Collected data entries
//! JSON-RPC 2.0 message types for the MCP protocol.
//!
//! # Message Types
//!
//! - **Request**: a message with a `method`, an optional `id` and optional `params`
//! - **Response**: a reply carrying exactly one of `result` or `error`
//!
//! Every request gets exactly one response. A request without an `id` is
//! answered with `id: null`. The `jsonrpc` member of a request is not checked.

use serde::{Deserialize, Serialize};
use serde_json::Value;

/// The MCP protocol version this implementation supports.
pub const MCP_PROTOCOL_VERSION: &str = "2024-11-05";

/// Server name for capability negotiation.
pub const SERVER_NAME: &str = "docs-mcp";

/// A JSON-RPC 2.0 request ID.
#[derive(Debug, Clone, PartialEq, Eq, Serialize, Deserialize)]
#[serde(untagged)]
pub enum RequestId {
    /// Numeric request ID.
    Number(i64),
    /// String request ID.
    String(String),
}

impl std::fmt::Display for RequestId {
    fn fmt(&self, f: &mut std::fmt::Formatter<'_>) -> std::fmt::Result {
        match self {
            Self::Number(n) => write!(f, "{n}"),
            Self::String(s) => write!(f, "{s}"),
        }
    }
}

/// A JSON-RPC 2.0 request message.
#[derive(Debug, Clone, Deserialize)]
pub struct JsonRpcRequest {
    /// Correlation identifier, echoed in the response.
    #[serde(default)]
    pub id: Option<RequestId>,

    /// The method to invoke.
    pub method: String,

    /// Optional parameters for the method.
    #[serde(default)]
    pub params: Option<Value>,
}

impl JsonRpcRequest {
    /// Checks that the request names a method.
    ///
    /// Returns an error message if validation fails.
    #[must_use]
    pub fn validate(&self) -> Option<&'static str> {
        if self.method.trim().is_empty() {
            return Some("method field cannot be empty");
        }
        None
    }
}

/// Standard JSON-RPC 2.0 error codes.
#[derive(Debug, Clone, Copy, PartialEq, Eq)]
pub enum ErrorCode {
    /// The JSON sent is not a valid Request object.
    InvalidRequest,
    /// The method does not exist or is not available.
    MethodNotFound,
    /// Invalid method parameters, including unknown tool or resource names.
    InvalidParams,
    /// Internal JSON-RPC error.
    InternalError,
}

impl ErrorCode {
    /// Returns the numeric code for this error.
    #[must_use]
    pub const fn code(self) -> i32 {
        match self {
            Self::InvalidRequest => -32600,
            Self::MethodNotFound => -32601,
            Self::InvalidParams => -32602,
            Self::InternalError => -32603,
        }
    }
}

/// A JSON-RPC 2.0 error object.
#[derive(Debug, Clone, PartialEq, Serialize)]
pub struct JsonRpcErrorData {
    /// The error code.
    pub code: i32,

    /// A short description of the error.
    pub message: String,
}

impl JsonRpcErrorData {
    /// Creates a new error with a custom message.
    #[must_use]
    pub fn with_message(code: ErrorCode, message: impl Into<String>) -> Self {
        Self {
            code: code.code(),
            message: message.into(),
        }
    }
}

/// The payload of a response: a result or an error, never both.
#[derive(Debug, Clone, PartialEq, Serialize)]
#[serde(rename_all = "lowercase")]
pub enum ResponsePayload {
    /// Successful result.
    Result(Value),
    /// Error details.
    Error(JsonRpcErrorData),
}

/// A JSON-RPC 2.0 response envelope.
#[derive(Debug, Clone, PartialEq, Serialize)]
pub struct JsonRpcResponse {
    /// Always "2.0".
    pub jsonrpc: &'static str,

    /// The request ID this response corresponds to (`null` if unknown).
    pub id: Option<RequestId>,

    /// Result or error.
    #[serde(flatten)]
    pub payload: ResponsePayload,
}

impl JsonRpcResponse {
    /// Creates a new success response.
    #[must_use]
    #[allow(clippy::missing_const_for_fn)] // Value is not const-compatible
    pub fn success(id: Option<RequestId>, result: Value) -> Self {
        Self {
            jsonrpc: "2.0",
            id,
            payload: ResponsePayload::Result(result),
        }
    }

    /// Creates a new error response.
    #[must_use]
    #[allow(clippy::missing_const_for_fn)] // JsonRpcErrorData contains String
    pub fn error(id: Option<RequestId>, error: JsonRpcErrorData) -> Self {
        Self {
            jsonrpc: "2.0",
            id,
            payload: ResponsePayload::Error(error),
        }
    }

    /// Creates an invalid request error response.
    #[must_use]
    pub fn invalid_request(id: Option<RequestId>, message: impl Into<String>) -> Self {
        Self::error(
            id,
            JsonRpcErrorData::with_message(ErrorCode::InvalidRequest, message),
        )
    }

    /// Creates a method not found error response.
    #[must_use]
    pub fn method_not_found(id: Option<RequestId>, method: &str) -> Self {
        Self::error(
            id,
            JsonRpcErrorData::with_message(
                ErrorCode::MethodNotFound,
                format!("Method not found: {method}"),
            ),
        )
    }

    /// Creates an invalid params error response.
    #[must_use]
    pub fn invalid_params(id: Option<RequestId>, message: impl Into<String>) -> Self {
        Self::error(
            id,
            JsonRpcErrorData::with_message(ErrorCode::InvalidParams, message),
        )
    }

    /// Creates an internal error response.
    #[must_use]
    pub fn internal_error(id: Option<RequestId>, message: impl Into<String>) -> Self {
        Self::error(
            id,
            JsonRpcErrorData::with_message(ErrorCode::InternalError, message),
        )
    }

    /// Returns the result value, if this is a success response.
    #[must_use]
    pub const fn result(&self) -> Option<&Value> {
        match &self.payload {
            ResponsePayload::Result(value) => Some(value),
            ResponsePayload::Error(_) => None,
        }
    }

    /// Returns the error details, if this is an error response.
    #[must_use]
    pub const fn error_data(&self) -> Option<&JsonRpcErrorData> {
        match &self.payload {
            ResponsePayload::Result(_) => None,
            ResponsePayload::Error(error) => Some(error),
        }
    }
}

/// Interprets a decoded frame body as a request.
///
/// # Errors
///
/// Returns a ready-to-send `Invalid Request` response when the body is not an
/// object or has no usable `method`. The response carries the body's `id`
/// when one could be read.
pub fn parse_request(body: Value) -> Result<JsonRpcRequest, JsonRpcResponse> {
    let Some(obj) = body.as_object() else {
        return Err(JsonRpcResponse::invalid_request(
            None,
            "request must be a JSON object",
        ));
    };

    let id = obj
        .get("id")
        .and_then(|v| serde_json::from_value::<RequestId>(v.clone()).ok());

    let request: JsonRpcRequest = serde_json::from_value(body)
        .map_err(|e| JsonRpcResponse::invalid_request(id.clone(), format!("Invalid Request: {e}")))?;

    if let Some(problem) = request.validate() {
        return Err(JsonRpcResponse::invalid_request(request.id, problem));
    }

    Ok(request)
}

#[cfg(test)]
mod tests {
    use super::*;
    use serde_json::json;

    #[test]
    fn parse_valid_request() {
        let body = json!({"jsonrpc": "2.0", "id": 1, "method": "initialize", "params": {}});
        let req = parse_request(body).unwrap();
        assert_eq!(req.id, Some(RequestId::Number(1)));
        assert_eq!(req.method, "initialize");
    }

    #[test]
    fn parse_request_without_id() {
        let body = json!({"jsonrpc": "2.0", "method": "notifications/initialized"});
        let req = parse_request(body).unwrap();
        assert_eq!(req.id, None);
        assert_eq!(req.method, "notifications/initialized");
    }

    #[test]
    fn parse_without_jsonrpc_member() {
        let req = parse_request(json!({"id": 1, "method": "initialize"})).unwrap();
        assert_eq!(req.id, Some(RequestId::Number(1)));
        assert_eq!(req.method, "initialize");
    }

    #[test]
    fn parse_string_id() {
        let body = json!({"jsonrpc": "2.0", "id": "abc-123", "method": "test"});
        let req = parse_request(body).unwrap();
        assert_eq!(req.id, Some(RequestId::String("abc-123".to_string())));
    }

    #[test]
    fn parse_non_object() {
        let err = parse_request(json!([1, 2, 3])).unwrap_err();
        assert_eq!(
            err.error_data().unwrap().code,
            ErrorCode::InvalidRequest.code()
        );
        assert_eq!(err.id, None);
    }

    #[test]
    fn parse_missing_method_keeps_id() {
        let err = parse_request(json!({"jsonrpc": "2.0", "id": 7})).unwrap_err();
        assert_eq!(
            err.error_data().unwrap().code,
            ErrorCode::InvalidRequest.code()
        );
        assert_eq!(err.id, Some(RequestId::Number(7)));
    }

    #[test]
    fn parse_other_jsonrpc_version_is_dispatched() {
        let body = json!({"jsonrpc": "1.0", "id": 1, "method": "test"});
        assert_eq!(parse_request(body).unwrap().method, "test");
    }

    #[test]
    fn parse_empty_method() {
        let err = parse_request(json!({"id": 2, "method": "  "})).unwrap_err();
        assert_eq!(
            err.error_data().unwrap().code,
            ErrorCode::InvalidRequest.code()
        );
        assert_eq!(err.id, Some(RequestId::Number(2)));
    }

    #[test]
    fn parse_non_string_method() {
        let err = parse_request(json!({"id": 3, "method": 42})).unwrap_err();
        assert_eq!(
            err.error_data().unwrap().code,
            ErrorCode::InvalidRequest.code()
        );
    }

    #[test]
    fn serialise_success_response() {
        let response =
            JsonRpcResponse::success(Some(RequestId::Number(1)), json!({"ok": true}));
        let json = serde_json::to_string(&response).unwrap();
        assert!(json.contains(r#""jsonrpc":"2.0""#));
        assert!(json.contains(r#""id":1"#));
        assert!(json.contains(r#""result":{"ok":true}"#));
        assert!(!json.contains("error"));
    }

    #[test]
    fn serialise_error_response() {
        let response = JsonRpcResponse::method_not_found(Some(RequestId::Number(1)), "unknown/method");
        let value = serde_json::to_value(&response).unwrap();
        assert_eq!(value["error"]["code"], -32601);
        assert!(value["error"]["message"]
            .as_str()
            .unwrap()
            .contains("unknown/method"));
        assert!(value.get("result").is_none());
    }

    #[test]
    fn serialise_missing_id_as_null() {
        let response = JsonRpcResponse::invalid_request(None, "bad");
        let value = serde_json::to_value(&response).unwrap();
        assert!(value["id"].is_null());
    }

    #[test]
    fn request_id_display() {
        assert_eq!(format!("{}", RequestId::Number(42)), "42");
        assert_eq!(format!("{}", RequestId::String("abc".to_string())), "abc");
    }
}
...
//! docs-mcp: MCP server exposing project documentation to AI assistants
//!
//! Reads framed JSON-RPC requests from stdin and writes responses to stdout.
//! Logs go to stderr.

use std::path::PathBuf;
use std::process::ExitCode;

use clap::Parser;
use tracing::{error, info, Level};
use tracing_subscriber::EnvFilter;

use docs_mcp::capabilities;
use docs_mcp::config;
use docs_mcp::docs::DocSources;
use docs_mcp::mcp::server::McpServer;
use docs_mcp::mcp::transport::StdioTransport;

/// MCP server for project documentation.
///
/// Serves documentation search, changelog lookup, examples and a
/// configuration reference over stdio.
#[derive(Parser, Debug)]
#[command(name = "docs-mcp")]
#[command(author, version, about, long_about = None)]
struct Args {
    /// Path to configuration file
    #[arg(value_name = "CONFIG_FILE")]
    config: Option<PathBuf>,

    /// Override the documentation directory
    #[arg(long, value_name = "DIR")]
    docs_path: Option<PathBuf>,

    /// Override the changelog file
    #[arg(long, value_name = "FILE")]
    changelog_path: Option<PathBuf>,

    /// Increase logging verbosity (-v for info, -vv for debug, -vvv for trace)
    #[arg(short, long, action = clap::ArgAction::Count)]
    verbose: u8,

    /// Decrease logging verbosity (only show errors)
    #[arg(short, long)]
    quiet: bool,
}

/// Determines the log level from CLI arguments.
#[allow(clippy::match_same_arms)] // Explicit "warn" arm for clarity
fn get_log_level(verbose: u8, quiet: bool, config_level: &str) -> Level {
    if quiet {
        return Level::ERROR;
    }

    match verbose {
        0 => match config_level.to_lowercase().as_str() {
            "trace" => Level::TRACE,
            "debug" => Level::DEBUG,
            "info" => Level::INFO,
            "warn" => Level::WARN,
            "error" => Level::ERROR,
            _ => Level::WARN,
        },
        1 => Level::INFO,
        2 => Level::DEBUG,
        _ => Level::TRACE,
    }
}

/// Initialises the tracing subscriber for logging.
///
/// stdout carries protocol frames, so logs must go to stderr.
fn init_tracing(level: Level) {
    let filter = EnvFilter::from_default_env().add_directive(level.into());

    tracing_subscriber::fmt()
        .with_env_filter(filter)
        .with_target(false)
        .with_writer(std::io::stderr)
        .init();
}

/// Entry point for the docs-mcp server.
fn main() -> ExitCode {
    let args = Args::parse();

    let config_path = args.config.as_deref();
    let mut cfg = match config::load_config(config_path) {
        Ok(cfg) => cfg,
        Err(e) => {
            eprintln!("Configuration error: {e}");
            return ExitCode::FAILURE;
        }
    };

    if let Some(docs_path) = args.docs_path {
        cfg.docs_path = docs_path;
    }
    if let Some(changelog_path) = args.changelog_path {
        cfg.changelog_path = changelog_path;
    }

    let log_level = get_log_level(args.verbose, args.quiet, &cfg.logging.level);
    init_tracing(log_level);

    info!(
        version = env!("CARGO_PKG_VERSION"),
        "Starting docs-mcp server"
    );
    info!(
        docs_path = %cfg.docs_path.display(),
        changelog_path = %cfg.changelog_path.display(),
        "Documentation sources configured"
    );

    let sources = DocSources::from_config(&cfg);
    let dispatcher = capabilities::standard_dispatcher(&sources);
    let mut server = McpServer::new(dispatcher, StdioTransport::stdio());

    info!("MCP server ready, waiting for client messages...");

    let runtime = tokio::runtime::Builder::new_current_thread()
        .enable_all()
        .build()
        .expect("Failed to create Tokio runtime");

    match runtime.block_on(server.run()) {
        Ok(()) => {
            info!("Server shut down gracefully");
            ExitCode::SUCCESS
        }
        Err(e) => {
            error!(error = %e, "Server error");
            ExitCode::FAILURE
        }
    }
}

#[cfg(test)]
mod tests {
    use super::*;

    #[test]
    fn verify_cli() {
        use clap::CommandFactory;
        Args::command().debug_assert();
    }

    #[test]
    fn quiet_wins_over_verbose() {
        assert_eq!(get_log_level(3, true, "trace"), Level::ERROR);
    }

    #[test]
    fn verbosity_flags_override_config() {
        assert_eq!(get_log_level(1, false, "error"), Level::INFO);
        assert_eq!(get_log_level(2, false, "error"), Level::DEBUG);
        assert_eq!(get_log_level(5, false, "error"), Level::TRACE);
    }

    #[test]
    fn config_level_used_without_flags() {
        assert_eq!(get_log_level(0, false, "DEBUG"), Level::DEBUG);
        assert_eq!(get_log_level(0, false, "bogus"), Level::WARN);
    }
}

▶ **WORK ORDER**
For every line above with the word "details" in it, make a copy.

▶ **REPLY**
    /// Error details.
    /// Returns the error details, if this is an error response.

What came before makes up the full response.